Une trop bruyante solitude
de Bohumil Hrabal (Éditions Robert Lafont /traduction française Anne-Marie Ducreux-Palenicek)
Jeu : Thierry Gibault
Adaptation et mise en scène : Laurent Fréchuret
Photos : Philippe Barailla et Patrice Vatan
Impressions Philippe Barailla
La pièce magnifiquement jouée en monologue par Thierry Gibault est une adaptation du roman du même titre publié par l’écrivain tchèque Bohumil Hrabal en 1976.
Le seul personnage, immobile sur une minuscule scène faite d’une palette de bois, se nomme Hanta, buveur de bière, compresseur de livres de son état. Sa mission est d’appuyer sur un bouton pour faire fonctionner une puissante presse qui écrase des livres tombés à la trappe, au sens propre. Au sens figuré aussi : ces ouvrages sont « suspects ». Pour tout dire, la hiérarchie d’un État totalitaire non nommé – mais qui ferait un peu penser à l’URSS de Leonid Brejnev – préfère les soustraire à la curiosité du public. Simple précaution, ces lectures subversives pouvant attiser des velléités démocratiques malvenues non nommées – mais qui feraient un peu penser au printemps de Prague de 1968.
Mais Hanta, malheureusement pour son patron, adore la littérature, et certains livres attirent son attention. Il les lit avant de les compresser, à contre cœur mais avec une conscience professionnelle qui dépasse ses scrupules. Son rendement est évidemment affecté par cette étrange méthode. Son travail de destruction, sa belle machine à broyer, sont pour lui des passions purement techniques, même s’ils sont l’outil de la censure. Hanta est un ouvrier consciencieux qui tient à faire de la belle ouvrage, fermant douloureusement les yeux sur l’idéologie.
Emporté par un zèle paradoxal, il visite des installations modernes où les livres sont détruits en grande quantité, dix fois plus vite, sans état d’âme, par de jeunes loups buveurs de lait, qui suscitent en lui autant d’admiration pour la technique que de dégoût pour cette froide inhumanité.
Et il songe à sa presse artisanale obsolète et peu performante, qu’il voudrait voir continuer à fonctionner tant bien que mal, avec la lenteur nécessaire pour qu’elle ressemble, sans qu’il se l’avoue, à un acte de résistance.
Thierry Gibault offre une prestation remarquable, dans la peau de ce personnage complexe et angoissé, dont la tenue maculée de taches diverses est l’image torturée de ses conflits intérieurs.
Impressions Patrice Vatan
Au commencement est le Verbe.
Bohumil Hrabal n’est venu au monde que pour écrire « Une trop bruyante solitude », avoue quelque part l’écrivain tchèque traqué par la censure après le Printemps de Prague.

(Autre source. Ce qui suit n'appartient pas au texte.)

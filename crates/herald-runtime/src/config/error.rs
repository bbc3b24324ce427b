//! Configuration error types.

use std::path::PathBuf;
use thiserror::Error;

/// Errors that can occur during configuration loading and validation.
#[derive(Error, Debug)]
pub enum ConfigError {
    /// File not found at the specified path.
    #[error("Configuration file not found: {0}")]
    FileNotFound(PathBuf),

    /// The file extension has no enabled format feature.
    #[error("Unsupported or disabled configuration file format: .{0}")]
    UnsupportedFormat(String),

    /// A source could not be parsed into the schema.
    #[error("Failed to extract configuration: {0}")]
    Extract(#[from] Box<figment::Error>),

    /// Invalid configuration value.
    #[error("Invalid configuration: {message}")]
    ValidationError { message: String },

    /// Missing required field.
    #[error("Missing required configuration field: {field}")]
    MissingField { field: String },
}

impl ConfigError {
    /// Creates a validation error with the given message.
    pub fn validation(message: impl Into<String>) -> Self {
        Self::ValidationError {
            message: message.into(),
        }
    }

    /// Creates a missing field error.
    pub fn missing_field(field: impl Into<String>) -> Self {
        Self::MissingField {
            field: field.into(),
        }
    }
}

impl From<figment::Error> for ConfigError {
    fn from(error: figment::Error) -> Self {
        Self::Extract(Box::new(error))
    }
}

/// Result type for configuration operations.
pub type ConfigResult<T> = Result<T, ConfigError>;
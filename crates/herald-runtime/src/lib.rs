//! Herald Runtime - configuration, logging and the message loop.
//!
//! This crate provides:
//! - Layered configuration loading ([`ConfigLoader`]) and validation
//! - Logging setup on `tracing-subscriber` ([`LoggingBuilder`])
//! - [`HeraldRuntime`], which builds the dispatcher from configuration and
//!   feeds it a stream of incoming messages until shutdown
//!
//! ```ignore
//! use herald_runtime::HeraldRuntime;
//!
//! #[tokio::main]
//! async fn main() -> anyhow::Result<()> {
//!     let mut runtime = HeraldRuntime::builder()
//!         .responder(Arc::new(ConsoleResponder))
//!         .build()?;
//!
//!     runtime.register(ping(), ping_action)?;
//!     runtime.run(messages).await;
//!     Ok(())
//! }
//! ```

pub mod config;
pub mod error;
pub mod logging;
pub mod runtime;

pub use config::{
    ConfigLoader, DispatcherSettings, HeraldConfig, LoggingConfig, load_config,
    load_config_from_file, validate_config,
};
pub use error::{ConfigError, ConfigResult, RuntimeError, RuntimeResult};
pub use logging::{LoggingBuilder, SpanEvents};
pub use runtime::{HeraldRuntime, RuntimeBuilder, RuntimeStats};

// Re-export tracing for use by other crates
pub use tracing;
pub use tracing_subscriber;

/// Logging macros for command implementations.
pub mod prelude {
    pub use tracing::{Level, debug, error, info, instrument, span, trace, warn};
}
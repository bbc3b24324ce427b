//! Configuration validation utilities.

use super::error::{ConfigError, ConfigResult};
use super::schema::{DispatcherSettings, HeraldConfig, LogOutput, LoggingConfig};

/// Validates the entire configuration.
pub fn validate_config(config: &HeraldConfig) -> ConfigResult<()> {
    validate_dispatcher(&config.dispatcher)?;
    validate_logging(&config.logging)?;
    Ok(())
}

fn validate_dispatcher(dispatcher: &DispatcherSettings) -> ConfigResult<()> {
    if dispatcher.prefix.is_empty() {
        return Err(ConfigError::missing_field("dispatcher.prefix"));
    }

    if dispatcher.prefix.chars().any(char::is_whitespace) {
        return Err(ConfigError::validation(
            "Command prefix cannot contain whitespace",
        ));
    }

    if dispatcher.lookup_timeout_ms == 0 {
        return Err(ConfigError::validation(
            "Lookup timeout must be greater than 0",
        ));
    }

    if dispatcher.default_lang.is_empty() {
        return Err(ConfigError::missing_field("dispatcher.default_lang"));
    }

    if dispatcher.owners.iter().any(|id| id.trim().is_empty()) {
        return Err(ConfigError::validation("Owner IDs cannot be empty"));
    }

    Ok(())
}

fn validate_logging(logging: &LoggingConfig) -> ConfigResult<()> {
    if logging.output == LogOutput::File && logging.max_files == 0 {
        return Err(ConfigError::validation(
            "At least one log file must be kept",
        ));
    }
    Ok(())
}

#[cfg(test)]
mod tests {
    use super::*;

    #[test]
    fn test_validate_default_config() {
        assert!(validate_config(&HeraldConfig::default()).is_ok());
    }

    #[test]
    fn test_validate_empty_prefix() {
        let mut config = HeraldConfig::default();
        config.dispatcher.prefix = String::new();
        assert!(matches!(
            validate_config(&config),
            Err(ConfigError::MissingField { field }) if field == "dispatcher.prefix"
        ));

        config.dispatcher.prefix = "! ".into();
        assert!(validate_config(&config).is_err());
    }

    #[test]
    fn test_validate_zero_timeout() {
        let mut config = HeraldConfig::default();
        config.dispatcher.lookup_timeout_ms = 0;
        assert!(matches!(
            validate_config(&config),
            Err(ConfigError::ValidationError { .. })
        ));
    }

    #[test]
    fn test_validate_file_retention() {
        let mut config = HeraldConfig::default();
        config.logging.output = LogOutput::File;
        config.logging.max_files = 0;
        assert!(validate_config(&config).is_err());
    }
}
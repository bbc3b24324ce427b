//! Command descriptors, argument declarations, tokenizing and the command
//! registry.

mod action;
mod descriptor;
mod registry;
mod signature;
mod split;

pub use action::{ActionResponse, BoxedAction, CommandAction, into_action};
pub use descriptor::{CommandDescriptor, DescriptorBuilder, Guards};
pub use registry::{CommandRegistry, RegisteredCommand, normalize};
pub use signature::{ArgKind, ArgSpec, parse_signature};
pub use split::{next_token, shell_split, split_invocation, tokenize};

Quel beau titre ! s’enflammait hier soir au Garage-Théâtre Jean-Paul Wenzel dans sa présentation du texte qui, rappelons-le, n’irradie nos cortex que sous sa forme traduite du tchèque par Anne-Marie Ducreux-Palenicek.
Le Verbe s’arrime au plus près d’un homme, Hanta, contraint depuis 35 ans de manœuvrer une presse démentielle, pilon issu de l’enfer de la censure qui réduit à rien les livres bannis par un régime totalitaire.
L’auteur écrase en démiurge son personnage, comme la cave, la presse, l’oppression laminent ce dernier.
Et le Verbe de Hrabal d’exacerber les rats qui grouillent au-dessus de la tête de Hanta en créatures mythologiques ; de pousser jusqu’à l’hyperbole chaque mot campant la sape mortifère de la cave que seules illuminent de fugaces apparitions d’une petite Tzigane.
Ensuite est l’Acteur.
Arrivé modestement par la porte du garage en Monsieur-tout-le monde comme rentré en lui-même (un côté Donald Pleasence), la lampe nue qui l’éclaire, monté sur une simple palette de bois, dévoile un Hanta sortant des forges de Vulcain, dépenaillé, le chef et les bras salis d’une crasse noirâtre, crachant le Verbe qu’il arrose de grande rasades d’une bière tchèque, peut-être de la Pilsner Urquell dans l’esprit de Bohumil (mais achetée à Cosne en supermarché), dont il laisse couler de repoussants filets sur un maillot déjà bien entamé.
Thierry Gibault, énorme, chargé à ras bord de Hanta.
À la rencontre du Verbe et de l’Acteur, la fusion ; feu roulant, interminable des bravos desquels émerge de la coulisse, quelques minutes plus tard, un Monsieur-tout-le-monde comme rentré en lui-même.